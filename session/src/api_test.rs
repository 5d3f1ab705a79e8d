use super::*;

#[test]
fn endpoint_joins_without_double_slash() {
    assert_eq!(endpoint("http://localhost:3000/", LOGIN_PATH), "http://localhost:3000/auth/login");
    assert_eq!(endpoint("http://localhost:3000", REGISTER_PATH), "http://localhost:3000/auth/register");
}

#[test]
fn endpoint_trims_whitespace_around_base() {
    assert_eq!(endpoint(" https://api.example.com/v1// ", LOGIN_PATH), "https://api.example.com/v1/auth/login");
}

#[test]
fn bearer_formats_authorization_value() {
    assert_eq!(bearer("t1"), "Bearer t1");
}

#[test]
fn from_status_extracts_string_message() {
    let err = ApiError::from_status(401, r#"{"statusCode":401,"message":"Unauthorized"}"#);
    assert_eq!(
        err,
        ApiError::Status {
            status: 401,
            message: "Unauthorized".to_owned()
        }
    );
}

#[test]
fn from_status_joins_array_messages() {
    let err = ApiError::from_status(400, r#"{"message":["email must be an email","pass is too short"]}"#);
    assert_eq!(err.to_string(), "server returned 400: email must be an email; pass is too short");
}

#[test]
fn from_status_keeps_plain_text_body() {
    let err = ApiError::from_status(502, "  Bad Gateway \n");
    assert_eq!(err.to_string(), "server returned 502: Bad Gateway");
}

#[test]
fn from_status_handles_empty_body() {
    let err = ApiError::from_status(500, "");
    assert_eq!(err.to_string(), "server returned 500: no response body");
}

#[test]
fn unauthorized_covers_401_and_403_only() {
    assert!(ApiError::from_status(401, "").is_unauthorized());
    assert!(ApiError::from_status(403, "").is_unauthorized());
    assert!(!ApiError::from_status(500, "").is_unauthorized());
    assert!(!ApiError::Transport("offline".to_owned()).is_unauthorized());
}

#[test]
fn rejected_covers_conflict_and_validation_statuses() {
    assert!(ApiError::from_status(409, "").is_rejected());
    assert!(ApiError::from_status(400, "").is_rejected());
    assert!(!ApiError::from_status(401, "").is_rejected());
}
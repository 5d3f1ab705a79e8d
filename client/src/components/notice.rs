//! Inline success/error message under a form.

#[cfg(test)]
#[path = "notice_test.rs"]
mod notice_test;

use inventory_session::ApiError;
use leptos::prelude::*;

#[derive(Clone, Debug, PartialEq, Eq)]
pub enum Notice {
    Success(String),
    Error(String),
}

impl Notice {
    pub fn text(&self) -> &str {
        match self {
            Self::Success(text) | Self::Error(text) => text,
        }
    }

    pub fn class(&self) -> &'static str {
        match self {
            Self::Success(_) => "notice notice--success",
            Self::Error(_) => "notice notice--error",
        }
    }
}

/// Notice for a failed sign-in.
pub fn login_failure(err: &ApiError) -> Notice {
    let text = if err.is_unauthorized() {
        "Invalid email or password.".to_owned()
    } else if matches!(err, ApiError::Transport(_)) {
        unreachable_message()
    } else {
        format!("Sign-in failed: {err}")
    };
    Notice::Error(text)
}

/// Notice for a failed registration.
pub fn register_failure(err: &ApiError) -> Notice {
    let text = if err.is_rejected() {
        "Could not create the account. The email may already be registered.".to_owned()
    } else if matches!(err, ApiError::Transport(_)) {
        unreachable_message()
    } else {
        format!("Registration failed: {err}")
    };
    Notice::Error(text)
}

fn unreachable_message() -> String {
    "Could not reach the server. Try again.".to_owned()
}

/// Render the current notice, if any.
#[component]
pub fn NoticeBanner(notice: RwSignal<Option<Notice>>) -> impl IntoView {
    move || {
        notice.get().map(|notice| {
            let class = notice.class();
            let text = notice.text().to_owned();
            view! { <p class=class role="status">{text}</p> }
        })
    }
}
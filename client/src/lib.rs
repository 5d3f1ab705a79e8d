//! # inventory-admin
//!
//! Leptos + WASM front-end for the inventory admin. It signs the user in,
//! keeps the session across reloads through `localStorage`, and gates the
//! product and category views behind the shared `inventory-session` guard.
//!
//! Browser-only code sits behind the `csr` feature; without it the crate
//! builds natively with no-op stubs so its helpers can be unit-tested.

pub mod app;
pub mod components;
pub mod net;
pub mod pages;
pub mod state;
pub mod util;

/// WASM entry point: install browser logging and mount the app.
#[cfg(feature = "csr")]
#[wasm_bindgen::prelude::wasm_bindgen(start)]
pub fn start() {
    console_error_panic_hook::set_once();
    let _ = console_log::init_with_level(log::Level::Debug);
    leptos::mount::mount_to_body(app::App);
}
//! A simulation core for weekly epidemic progression and its fiscal
//! consequences across the cities of a country.
//!
//! The central objects are:
//! * [`Cohort`] — the 32-bucket population state vector of a single city,
//!   cross-classified by infection stage, vaccination recency, and
//!   employment, with invariant-preserving transition operations.
//! * [`CityEconomy`] — one cohort plus per-city policy knobs (transport
//!   density, size class, vaccination quota); executes one weekly step and
//!   reports a fiscal delta.
//! * [`CountryLedger`] — an ordered collection of cities sharing a single
//!   funds pool and fiscal rates; executes one weekly step across all
//!   cities with order-dependent budget rationing.
//!
//! The crate renders nothing and schedules nothing: the caller decides when
//! a time step occurs and reads state back through plain accessors. All
//! randomness flows through a seedable generator owned by the ledger, so a
//! given seed reproduces an identical sequence of state transitions.
//!
//! ```rust
//! use epicity::{CityEconomy, CountryLedger};
//!
//! let mut country = CountryLedger::new(42);
//! country.set_funds(1_000.0);
//! country.set_tax_per_capita(1.5);
//!
//! let mut template = CityEconomy::new();
//! template.set_population(10_000).unwrap();
//! country.add_city(&template);
//!
//! let delta = country.step(1);
//! assert_eq!(country.funds(), 1_000.0 + delta);
//! ```

pub mod city;
pub mod cohort;
pub mod country;
pub mod error;
pub mod infection;
pub mod partition;
pub mod scenario;

pub use city::CityEconomy;
pub use cohort::Cohort;
pub use country::{CountryLedger, FiscalRates};
pub use error::EpicityError;
pub use infection::{CityProfile, ForceOfInfection, InfectionModel};
pub use partition::random_partition;
pub use scenario::Scenario;

// Logging macros, so model code can `use epicity::{debug, info, trace};`.
pub use log::{debug, error, info, trace, warn};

★ ★ ★

TASK: When a line among the entries above contains "weekly", copy it.

TASK RESULT:
//! A simulation core for weekly epidemic progression and its fiscal
//!   density, size class, vaccination quota); executes one weekly step and
//!   funds pool and fiscal rates; executes one weekly step across all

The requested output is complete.